How I wish that the world of commerce always made sense. Sometimes it seems to make very little.

Jack Mueller of Springfield is a head-scratching case in point. Jack attends mass each morning at St. Michael's Catholic Church in Annandale. Afterwards, he and some friends often go to breakfast at a nearby Big Boy restaurant.

One day in December, Jack decided he didn't want a whole cup of coffee. So he asked the waitress to sell him a half a cup of coffee rather than a whole cup.

The waitress refused, and the manager backed her up. "They said they couldn't do that," Jack writes. When he asked why, the manager replied, "Because that's the way coffee comes."

Big Boy gives free full-cup refills till the cows come home. But Big Boy won't give a customer the half cup of coffee he wants -- and is willing to pay for. Hmmmmmmmm.

Asked to comment, Leslie Schlags, a corporate relations supervisor for the Marriott Corp., said this:

"There's no way to measure exactly half a cup. If we gave him half a cup, then we'll get people who want two-thirds of a cup. It's important to maintain standards . . . .

"Marriott has always tried to be responsive to customer demand. But there's no good procedure in this case for being sure we don't gyp somebody. I don't want to say there are some things we can't do, but . . . .

"The best analogy I can give you is that you can't go into the grocery store and buy half an apple."

I greatly doubt that a customer is going to come to Big Boy with a set of calibrated test tubes to make sure he's getting every ounce of the half cup of coffee he has paid for.

And I don't see what's so awful about a guy asking for two-thirds of a cup. If you can measure two-thirds of a cup in your kitchen, you can certainly do it in a Big Boy restaurant.

But it's not just Big Boy that won't bend when the customer says bend. It's also an ice cream store in Rockville called Sweeterie.

Marion F. Wolff of Bethesda says she strolled in one day and asked for "the smallest amount of mocha ice cream." That was in case her Guilt Affliction Center was listening.

According to Marion, the clerk put one scoop of mocha into a cone. She was about to plop a second on top of the first when Marion said, "I just want a single scoop."

"Our singles are double scoops," Marion says the clerk replied.

"In that case," said Marion, "give me half a single." The clerk obliged.

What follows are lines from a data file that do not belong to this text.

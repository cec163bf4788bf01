/// MCP server implementation for the web standards dataset.
///
/// Exposes nine read-only tools over specifications, WebIDL, CSS and HTML element data.
/// Every tool validates its arguments first; failures come back as a serialized
/// `ToolErrorPayload`.
use std::sync::Arc;

use rmcp::{
    Json, ServerHandler,
    handler::server::router::tool::ToolRouter,
    handler::server::wrapper::Parameters,
    model::*,
    tool, tool_handler, tool_router,
};
use tracing::debug;

use crate::cache::DatasetCache;
use crate::css;
use crate::elements;
use crate::error::AppError;
use crate::listing::{self, SpecFilter};
use crate::model::Dataset;
use crate::pwa;
use crate::resolver::{self, MAX_SUGGESTIONS};
use crate::search::SearchEngine;
use crate::validate::{LIST_LIMIT, SEARCH_LIMIT, Validator};
use crate::webidl;
use mcp_common::mcp_api::{
    CssEntriesResponse, CssFeatureKind, CssFeaturesParams, CssPropertiesParams,
    HtmlElementsParams, HtmlElementsResponse, ListSpecsParams, ListSpecsResponse,
    PwaSpecsParams, PwaSpecsResponse, SearchSpecsParams, SearchSpecsResponse, ShortnameParams,
    SpecDependenciesResponse, SpecDetailResponse, WebIdlResponse,
};

#[derive(Clone)]
pub struct WebStandardsServer {
    cache: Arc<DatasetCache>,
    search_engine: Arc<SearchEngine>,
    tool_router: ToolRouter<WebStandardsServer>,
}

impl WebStandardsServer {
    pub fn new(cache: Arc<DatasetCache>) -> Self {
        let search_engine = Arc::new(SearchEngine::new(Arc::clone(&cache)));
        Self {
            cache,
            search_engine,
            tool_router: Self::tool_router(),
        }
    }

    async fn list_specs_inner(&self, params: ListSpecsParams) -> Result<ListSpecsResponse, AppError> {
        let mut v = Validator::default();
        let filter = SpecFilter {
            organization: v.optional("organization", params.organization.as_deref()),
            category: v.optional("category", params.category.as_deref()),
            keyword: v.optional("keyword", params.keyword.as_deref()),
        };
        let limit = v.limit("limit", params.limit, LIST_LIMIT);
        v.finish()?;

        let index = self.cache.specifications().await?;
        let (total, specs) = listing::list_specs(&index, &filter, limit);
        Ok(ListSpecsResponse { total, specs })
    }

    async fn search_specs_inner(
        &self,
        params: SearchSpecsParams,
    ) -> Result<SearchSpecsResponse, AppError> {
        let mut v = Validator::default();
        let query = v.required("query", &params.query);
        let limit = v.limit("limit", params.limit, SEARCH_LIMIT);
        v.finish()?;

        let results = self.search_engine.search(&query, limit).await?;
        Ok(SearchSpecsResponse { results })
    }

    async fn get_spec_inner(&self, params: ShortnameParams) -> Result<SpecDetailResponse, AppError> {
        let mut v = Validator::default();
        let shortname = v.required("shortname", &params.shortname);
        v.finish()?;

        let index = self.cache.specifications().await?;
        let spec = resolver::resolve_or_suggest(&index, &shortname)?;
        let idl = self.cache.webidl().await?;

        Ok(SpecDetailResponse {
            spec: spec.summary(),
            abstract_text: spec.abstract_text.clone(),
            series: spec.series_shortname().map(str::to_string),
            has_webidl: webidl::has_webidl(&idl, &spec.shortname, spec.series_shortname()),
            webidl_degraded: idl.degraded,
        })
    }

    async fn get_webidl_inner(&self, params: ShortnameParams) -> Result<WebIdlResponse, AppError> {
        let mut v = Validator::default();
        let shortname = v.required("shortname", &params.shortname);
        v.finish()?;

        let idl = self.cache.webidl().await?;
        if idl.degraded {
            return Err(AppError::Unavailable {
                dataset: Dataset::WebIdl,
            });
        }
        let (key, text) = webidl::lookup_webidl(&idl, &shortname)?;
        debug!(requested = %shortname, resolved = key, "webidl lookup");
        Ok(WebIdlResponse {
            shortname: key.to_string(),
            idl: text.to_string(),
        })
    }

    async fn css_inner(
        &self,
        kind: CssFeatureKind,
        spec: Option<&str>,
        name: Option<&str>,
    ) -> Result<CssEntriesResponse, AppError> {
        let mut v = Validator::default();
        let spec = v.optional("spec", spec);
        let name = v.optional("property", name);
        v.finish()?;

        let table = self.cache.css().await?;
        let entries = css::css_entries(&table, kind, spec.as_deref(), name.as_deref());

        // A degraded table is empty; report that instead of a miss.
        if entries.is_empty() && !table.degraded {
            if let Some(name) = &name {
                return Err(AppError::not_found(
                    "CSS property",
                    name,
                    css::suggest_names(&table, kind, name, MAX_SUGGESTIONS),
                ));
            }
            if let Some(spec) = &spec {
                // Spec ids sharing the leading segment ("css" for "css-colour").
                let stem = spec.split('-').next().unwrap_or_default().to_lowercase();
                let suggestions = css::spec_ids(&table, kind)
                    .into_iter()
                    .filter(|id| !stem.is_empty() && id.contains(&stem))
                    .take(MAX_SUGGESTIONS)
                    .collect();
                return Err(AppError::not_found("CSS spec", spec, suggestions));
            }
        }

        Ok(CssEntriesResponse {
            kind,
            count: entries.len(),
            entries,
            degraded: table.degraded,
        })
    }

    async fn get_html_elements_inner(
        &self,
        params: HtmlElementsParams,
    ) -> Result<HtmlElementsResponse, AppError> {
        let mut v = Validator::default();
        let spec = v.optional("spec", params.spec.as_deref());
        let element = v.optional("element", params.element.as_deref());
        v.finish()?;

        let table = self.cache.elements().await?;
        if table.degraded {
            return Ok(HtmlElementsResponse {
                count: 0,
                elements: Vec::new(),
                degraded: true,
            });
        }
        let elements = elements::html_elements(&table, spec.as_deref(), element.as_deref())?;
        Ok(HtmlElementsResponse {
            count: elements.len(),
            elements,
            degraded: false,
        })
    }

    async fn get_pwa_specs_inner(&self, params: PwaSpecsParams) -> Result<PwaSpecsResponse, AppError> {
        let index = self.cache.specifications().await?;
        let specs = pwa::pwa_specs(&index, params.core_only.unwrap_or(false));
        Ok(PwaSpecsResponse {
            count: specs.len(),
            specs,
        })
    }

    async fn get_spec_dependencies_inner(
        &self,
        params: ShortnameParams,
    ) -> Result<SpecDependenciesResponse, AppError> {
        let mut v = Validator::default();
        let shortname = v.required("shortname", &params.shortname);
        v.finish()?;

        let index = self.cache.specifications().await?;
        let spec = resolver::resolve_or_suggest(&index, &shortname)?;
        Ok(SpecDependenciesResponse {
            shortname: spec.shortname.clone(),
            dependencies: Vec::new(),
            dependents: Vec::new(),
        })
    }
}

#[tool_router]
impl WebStandardsServer {
    #[tool(description = "List web specifications, optionally filtered by organization (e.g. 'W3C', 'WHATWG'), category (e.g. 'browser') or keyword.")]
    async fn list_specs(
        &self,
        Parameters(params): Parameters<ListSpecsParams>,
    ) -> Result<Json<ListSpecsResponse>, String> {
        self.list_specs_inner(params)
            .await
            .map(Json)
            .map_err(AppError::into_tool_error)
    }

    #[tool(description = "Search web specifications by shortname, title and abstract. Returns results ranked by relevance.")]
    async fn search_specs(
        &self,
        Parameters(params): Parameters<SearchSpecsParams>,
    ) -> Result<Json<SearchSpecsResponse>, String> {
        self.search_specs_inner(params)
            .await
            .map(Json)
            .map_err(AppError::into_tool_error)
    }

    #[tool(description = "Get details of a specification by shortname or series name (e.g. 'fetch', 'service-workers').")]
    async fn get_spec(
        &self,
        Parameters(params): Parameters<ShortnameParams>,
    ) -> Result<Json<SpecDetailResponse>, String> {
        self.get_spec_inner(params)
            .await
            .map(Json)
            .map_err(AppError::into_tool_error)
    }

    #[tool(description = "Get the WebIDL interface definitions of a specification (e.g. 'fetch', 'dom').")]
    async fn get_webidl(
        &self,
        Parameters(params): Parameters<ShortnameParams>,
    ) -> Result<Json<WebIdlResponse>, String> {
        self.get_webidl_inner(params)
            .await
            .map(Json)
            .map_err(AppError::into_tool_error)
    }

    #[tool(description = "List CSS properties with syntax, initial value and inheritance. Filter by spec (e.g. 'css-flexbox') or look up one property by name.")]
    async fn get_css_properties(
        &self,
        Parameters(params): Parameters<CssPropertiesParams>,
    ) -> Result<Json<CssEntriesResponse>, String> {
        self.css_inner(
            CssFeatureKind::Properties,
            params.spec.as_deref(),
            params.property.as_deref(),
        )
        .await
        .map(Json)
        .map_err(AppError::into_tool_error)
    }

    #[tool(description = "List CSS at-rules, selectors, value types or properties, optionally filtered by spec (e.g. 'css-color').")]
    async fn get_css_features(
        &self,
        Parameters(params): Parameters<CssFeaturesParams>,
    ) -> Result<Json<CssEntriesResponse>, String> {
        self.css_inner(params.kind, params.spec.as_deref(), None)
            .await
            .map(Json)
            .map_err(AppError::into_tool_error)
    }

    #[tool(description = "List HTML/SVG/MathML elements with their DOM interfaces. Filter by exact spec shortname (e.g. 'html') or search by element name (e.g. 'video' or '<video>').")]
    async fn get_html_elements(
        &self,
        Parameters(params): Parameters<HtmlElementsParams>,
    ) -> Result<Json<HtmlElementsResponse>, String> {
        self.get_html_elements_inner(params)
            .await
            .map(Json)
            .map_err(AppError::into_tool_error)
    }

    #[tool(description = "List specifications relevant to Progressive Web Apps. Set core_only for service workers, manifest, push and notifications only.")]
    async fn get_pwa_specs(
        &self,
        Parameters(params): Parameters<PwaSpecsParams>,
    ) -> Result<Json<PwaSpecsResponse>, String> {
        self.get_pwa_specs_inner(params)
            .await
            .map(Json)
            .map_err(AppError::into_tool_error)
    }

    #[tool(description = "Get the dependencies of a specification. Dependency data is not computed; the lists are currently always empty.")]
    async fn get_spec_dependencies(
        &self,
        Parameters(params): Parameters<ShortnameParams>,
    ) -> Result<Json<SpecDependenciesResponse>, String> {
        self.get_spec_dependencies_inner(params)
            .await
            .map(Json)
            .map_err(AppError::into_tool_error)
    }
}

#[tool_handler]
impl ServerHandler for WebStandardsServer {
    fn get_info(&self) -> ServerInfo {
        ServerInfo {
            protocol_version: ProtocolVersion::V_2025_06_18,
            capabilities: ServerCapabilities::builder().enable_tools().build(),
            server_info: Implementation {
                name: "web-standards".to_string(),
                version: env!("CARGO_PKG_VERSION").to_string(),
                title: None,
                icons: None,
                website_url: None,
            },
            instructions: Some(
                "Web standards MCP server. Provides lookup and search over bundled web \
                 specification metadata. Use search_specs for free-text queries, get_spec for a \
                 known shortname, get_webidl for interface definitions, get_css_properties and \
                 get_css_features for CSS tables, get_html_elements for element tables and \
                 get_pwa_specs for Progressive Web App specifications."
                    .to_string(),
            ),
        }
    }
}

But she charged Marion the same as she would have charged for two scoops.

Owner Emily Bressler was puzzled by the story, because Sweeterie sells ice cream cones in 4-ounce and 7-ounce sizes, not by the scoop.

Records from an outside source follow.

//! Shared error classification.
//!
//! Each subsystem keeps its own `thiserror` enum next to the code that raises
//! it (`RosterError`, `AbilityError`, `EngineError`, ...). This module only
//! defines how those errors are classified so frontends can decide whether
//! to re-prompt, abort, or report a bug.

/// How bad an error is, from the caller's point of view.
#[derive(Clone, Copy, Debug, PartialEq, Eq, Hash, strum::Display, strum::AsRefStr)]
#[cfg_attr(feature = "serde", derive(serde::Serialize, serde::Deserialize))]
#[strum(serialize_all = "snake_case")]
pub enum ErrorSeverity {
    /// Bad input that can simply be asked for again (a typo in a menu).
    Recoverable,
    /// Rejected request or content; retrying unchanged fails the same way.
    Validation,
    /// The engine was driven into a state it should never reach.
    Internal,
    /// The battle cannot go on (input closed, output broken).
    Fatal,
}

impl ErrorSeverity {
    /// True when the same prompt may be shown again.
    pub const fn can_reprompt(self) -> bool {
        matches!(self, Self::Recoverable)
    }

    /// True when the error points at a bug rather than at the player or the
    /// environment.
    pub const fn is_bug(self) -> bool {
        matches!(self, Self::Internal)
    }
}

/// Implemented by every error enum in the arena crates.
pub trait GameError: core::fmt::Display + core::fmt::Debug {
    fn severity(&self) -> ErrorSeverity;

    /// Stable `SCREAMING_SNAKE` identifier for the variant, used in logs.
    fn error_code(&self) -> &'static str;
}
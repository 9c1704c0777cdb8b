//! Data-driven content definitions and loaders.
//!
//! This crate houses the static arena content and provides loaders for
//! RON/TOML data files:
//! - Rosters: robots, their classes and the boss (data-driven via RON)
//! - Game configuration (data-driven via TOML)
//!
//! A built-in roster is embedded so the game runs without any data files.
//! All loaders use arena-core types directly with serde for deserialization.

#[cfg(feature = "loaders")]
pub mod loaders;

#[cfg(feature = "loaders")]
pub use loaders::{BossSpec, ConfigLoader, RobotSpec, RosterLoader, RosterSpec};
//! Combat result types.

/// A single damage resolution, as reported to presentation.
#[derive(Clone, Debug, PartialEq, Eq)]
#[cfg_attr(feature = "serde", derive(serde::Serialize, serde::Deserialize))]
pub struct Strike {
    pub attacker: String,
    pub target: String,
    /// Damage actually subtracted from the target's energy.
    pub damage: i32,
    /// Target energy after the strike landed.
    pub target_energy: i32,
}

/// A single energy recovery.
#[derive(Clone, Debug, PartialEq, Eq)]
#[cfg_attr(feature = "serde", derive(serde::Serialize, serde::Deserialize))]
pub struct Heal {
    pub name: String,
    pub amount: i32,
    /// Energy after healing.
    pub energy: i32,
}
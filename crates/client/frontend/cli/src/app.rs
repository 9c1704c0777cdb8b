//! Glue code tying content, the battle engine, and the console together.
use anyhow::{Context, Result};

use arena_content::{ConfigLoader, RosterLoader};
use arena_core::{
    ActionProvider, BattleEngine, BattleOutcome, EngineError, EventSink, GameConfig, GameError,
    Roster,
};

use crate::config::CliConfig;

/// A ready-to-play battle: roster plus rules.
pub struct ArenaApp {
    roster: Roster,
    game_config: GameConfig,
}

impl ArenaApp {
    pub fn new(roster: Roster, game_config: GameConfig) -> Self {
        Self {
            roster,
            game_config,
        }
    }

    /// Loads the roster and rules named by `config`, falling back to the
    /// built-in roster and default rules.
    pub fn from_config(config: &CliConfig) -> Result<Self> {
        let roster = match &config.roster_path {
            Some(path) => RosterLoader::load(path)
                .with_context(|| format!("loading roster from {}", path.display()))?,
            None => RosterLoader::builtin().context("loading built-in roster")?,
        };

        let game_config = match &config.game_config_path {
            Some(path) => ConfigLoader::load(path)
                .with_context(|| format!("loading game config from {}", path.display()))?,
            None => GameConfig::default(),
        };

        tracing::info!(
            robots = roster.len(),
            boss = %roster.boss().name(),
            boss_reduction = %game_config.boss_reduction,
            "arena ready"
        );
        Ok(Self::new(roster, game_config))
    }

    pub fn roster(&self) -> &Roster {
        &self.roster
    }

    pub fn game_config(&self) -> &GameConfig {
        &self.game_config
    }

    /// Plays the battle to the end.
    pub fn run<P, S>(&mut self, provider: &mut P, sink: &mut S) -> Result<BattleOutcome>
    where
        P: ActionProvider + ?Sized,
        S: EventSink + ?Sized,
    {
        let mut engine = BattleEngine::new(&mut self.roster, &self.game_config);
        engine.run(provider, sink).map_err(|err| {
            report_engine_error(&err);
            anyhow::Error::new(err).context("battle aborted")
        })
    }
}

fn report_engine_error(err: &EngineError) {
    let severity = err.severity();
    if severity.is_bug() {
        tracing::error!(code = err.error_code(), %severity, %err, "battle engine bug");
    } else {
        tracing::warn!(code = err.error_code(), %severity, %err, "battle aborted");
    }
}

Is it possible a four-ounce mocha cone would consist of two scoops? "It depends on the scooper, and who's doing the scooping," Emily said. She added that she is "concerned about the confusion."

That makes three of us.

I trundled up to 17th and L streets NW the other night just as an ambulance was trying to go north on 17th, against the light.

The driver stopped before entering the intersection, just as "the book" says he should. He turned his siren and emergency lights on full blast. He even glared in the direction of the L Street traffic so that the drivers in the front rank would know he meant business.

Three cars went right through the intersection as if the ambulance weren't even there.

One of the three drivers even waved thanks to the ambulance for letting him pass.

How dangerous is this? Extremely. Who lives with this problem every day? All of us. But perhaps the most threatened collection of humanhood is the ambulance drivers and their families.

One member of that latter group is Sherri Stebbins of Alexandria. Her husband David is a paramedic for the Arlington County Fire Department. Sherri hears constantly from David about Siren Scofflaws. She asks that I tell the world the following:

"Those who still continue to show disregard for emergency vehicles could keep in mind that they may yet meet my husband. While he stands over them doing the job he does so well."

Thanks, Meredith G. Williams of Potomac, for this goodie.

A woman wrote into a Bridgewater, Mass., newspaper advice columnist about her 85-year-old father. Seems the old boy had been singing hymns and reading the Bible constantly. The woman was worried that her father was slipping mentally.

Wrote the advice-giver: "He is probably only studying for his final exam."